→ Work instruction
Search the entries below for the string "https" and copy the lines that hold it.

→ Provided entries
****************
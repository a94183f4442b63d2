use std::{env, time::Duration};

use appeal_common::Secret;
use log::*;

pub const DEFAULT_RENTCAST_BASE_URL: &str = "https://api.rentcast.io/v1";
pub const DEFAULT_ATTOM_BASE_URL: &str = "https://api.gateway.attomdata.com";
pub const DEFAULT_PROPAPIS_BASE_URL: &str = "https://api.propapis.com/v1";

/// An API key with this value is treated as if it were not set at all.
const PLACEHOLDER_KEY: &str = "placeholder";

#[derive(Debug, Clone)]
pub struct DataSourceConfig {
    pub rentcast_api_key: Secret<String>,
    pub rentcast_base_url: String,
    pub attom_api_key: Secret<String>,
    pub attom_base_url: String,
    pub propapis_api_key: Secret<String>,
    pub propapis_base_url: String,
}

impl Default for DataSourceConfig {
    fn default() -> Self {
        Self {
            rentcast_api_key: Secret::default(),
            rentcast_base_url: DEFAULT_RENTCAST_BASE_URL.to_string(),
            attom_api_key: Secret::default(),
            attom_base_url: DEFAULT_ATTOM_BASE_URL.to_string(),
            propapis_api_key: Secret::default(),
            propapis_base_url: DEFAULT_PROPAPIS_BASE_URL.to_string(),
        }
    }
}

impl DataSourceConfig {
    pub fn new_from_env_or_default() -> Self {
        let rentcast_api_key = Secret::new(env::var("APPEAL_RENTCAST_API_KEY").unwrap_or_else(|_| {
            info!("🏠️ APPEAL_RENTCAST_API_KEY is not set. RentCast will not be used.");
            String::default()
        }));
        let attom_api_key = Secret::new(env::var("APPEAL_ATTOM_API_KEY").unwrap_or_default());
        let propapis_api_key = Secret::new(env::var("APPEAL_PROPAPIS_API_KEY").unwrap_or_default());
        let rentcast_base_url =
            env::var("APPEAL_RENTCAST_BASE_URL").unwrap_or_else(|_| DEFAULT_RENTCAST_BASE_URL.to_string());
        let attom_base_url = env::var("APPEAL_ATTOM_BASE_URL").unwrap_or_else(|_| DEFAULT_ATTOM_BASE_URL.to_string());
        let propapis_base_url =
            env::var("APPEAL_PROPAPIS_BASE_URL").unwrap_or_else(|_| DEFAULT_PROPAPIS_BASE_URL.to_string());
        let result = Self {
            rentcast_api_key,
            rentcast_base_url,
            attom_api_key,
            attom_base_url,
            propapis_api_key,
            propapis_base_url,
        };
        if !result.has_rentcast() && !result.has_attom() {
            warn!("🏠️ No property data provider keys are configured. Prechecks will use fixture data.");
        }
        result
    }

    pub fn has_rentcast(&self) -> bool {
        is_usable_key(&self.rentcast_api_key)
    }

    pub fn has_attom(&self) -> bool {
        is_usable_key(&self.attom_api_key)
    }

    pub fn has_propapis(&self) -> bool {
        is_usable_key(&self.propapis_api_key)
    }
}

fn is_usable_key(key: &Secret<String>) -> bool {
    key.is_set() && key.reveal().trim() != PLACEHOLDER_KEY
}

/// Hard limits applied to each provider call. A call that exceeds its limit is cancelled.
#[derive(Debug, Clone, Copy, PartialEq, Eq)]
pub struct ProviderTimeouts {
    pub rentcast: Duration,
    pub attom: Duration,
    pub propapis: Duration,
}

impl Default for ProviderTimeouts {
    fn default() -> Self {
        Self {
            rentcast: Duration::from_millis(8000),
            attom: Duration::from_millis(5000),
            propapis: Duration::from_millis(5000),
        }
    }
}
****************
→ Reply
pub const DEFAULT_RENTCAST_BASE_URL: &str = "https://api.rentcast.io/v1";
pub const DEFAULT_ATTOM_BASE_URL: &str = "https://api.gateway.attomdata.com";
pub const DEFAULT_PROPAPIS_BASE_URL: &str = "https://api.propapis.com/v1";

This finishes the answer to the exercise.